Local community members and scholars alike have also been concerned with the influence of tourism and a market economy on the transmission of these ICH practices. For example, the celebration of the Qiang New Year, or the practices and skills involved in traditional embroidery, were mobilized as commodities for tourism consumption. 6 Le Mentec, K. & Zhang, Q. 2017. ‘Heritagization of disaster ruins and ethnic culture in China: Recovery plans after the 2008 Wenchuan earthquake’, China Information 31(3):349-370.  Many stewards of the Qiang New Year, Qiang Sheepskin Drum Dance, and Qiang Embroidery Skills became representatives not only for the noted cultural practices, but also for Qiang earthquake victims. They were popularly invited to perform their skills and techniques at various events to demonstrate the survival of endangered practices as well as the resilience of the Qiang population as a whole. However, increasingly the Qiang shibi were accused by villagers of performing ‘fake’ and out-of-context rituals for the sole purpose of entertaining tourists at the expense of engaging in blasphemy of spirits or ancestors. Shibi and their apprentices expressed similar concerns with offending the spirits in such performances, preferring to create special rituals just for tourism events, while retaining the authentic practice for its sacred purposes.

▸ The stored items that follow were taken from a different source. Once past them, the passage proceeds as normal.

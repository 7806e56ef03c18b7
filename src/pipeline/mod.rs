//! Pipeline stages behind [`crate::models::ModelSet`].
//!
//! Each submodule implements exactly one step, so each is testable on its own.
//!
//! ## Data Flow
//!
//! ```text
//! extract ──▶ encode ──▶ ocr ──▶ postprocess
//! (pdfium)    (base64)   (VLM)   (cleanup + join)
//! ```
//!
//! 1. [`extract`]: open the PDF, read the text layer of selected pages,
//!    render blank pages, export embedded images; runs in `spawn_blocking`
//!    because pdfium is not async-safe
//! 2. [`encode`]: PNG-encode and base64-wrap images
//! 3. [`ocr`]: one vision-model call per blank page; the only stage with
//!    network I/O
//! 4. [`postprocess`]: deterministic text cleanup and page joining

pub mod encode;
pub mod extract;
pub mod ocr;
pub mod postprocess;
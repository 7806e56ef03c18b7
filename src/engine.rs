//! The conversion-engine seam.
//!
//! Everything that actually reads a PDF sits behind [`ConversionEngine`]. The
//! service holds exactly one engine for the whole process, as an
//! `Arc<dyn ConversionEngine>`, and calls it concurrently from every
//! in-flight request. Implementations must therefore be safe for concurrent
//! shared use without the caller taking any lock.
//!
//! The production implementation is [`crate::models::ModelSet`]; tests plug in
//! small fakes.

use crate::config::ConversionOptions;
use crate::error::EngineError;
use crate::output::RawConversion;
use async_trait::async_trait;
use std::path::Path;

#[async_trait]
pub trait ConversionEngine: Send + Sync {
    /// Convert the document at `path`.
    ///
    /// `options` arrive exactly as resolved by the caller. The file exists for
    /// the whole duration of the call and is deleted by the caller afterwards.
    async fn convert(
        &self,
        path: &Path,
        options: &ConversionOptions,
    ) -> Result<RawConversion, EngineError>;
}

In addition, there was a lack of sustainable planning or funding strategies involved. The emergent Qiang ICH preservation campaign seemed to come to an end along with the completion of the State-led reconstruction projects in 2011. My research in the affected Qiang communities shows that very little long-term effort was devoted to the transmission of these ICH within local communities when the media and scholarly attention on the Qiang faded away. This contrast leads to two main issues surrounding the newly-heritagized cultural practices. On the one hand, the lack of funding or cultural preservation planning may prompt villagers to participate more in for-profit performance of their traditions, misrepresenting the social and cultural meanings of these practices and essentializing and further marginalizing rituals and the Qiang. On the other hand, the short-lived preservation campaign failed to preserve, and sometimes even destroyed, the socio-ecological context surrounding the tradition—especially the human-environmental and inter-personal relations involved—in which such practices originate and develop. 7 Zhang, Q. & Barrios, R.E. 2017. ‘Imagining Culture: The Politics of Culturally Sensitive Reconstruction and Resilience-building in Post-Wenchuan Earthquake China’, in Companion, M. & Chaiken, M. (eds) Responses to Disasters and Climate Change: Understanding Vulnerability and Fostering Resilience. CRC Press, pp.93-102.  Although there were cases in which individual villagers re-discovered values through these practices, culturally insensitive safeguarding programs may cause ICH items to lose their attachment to community values, reducing their liveliness and relevance.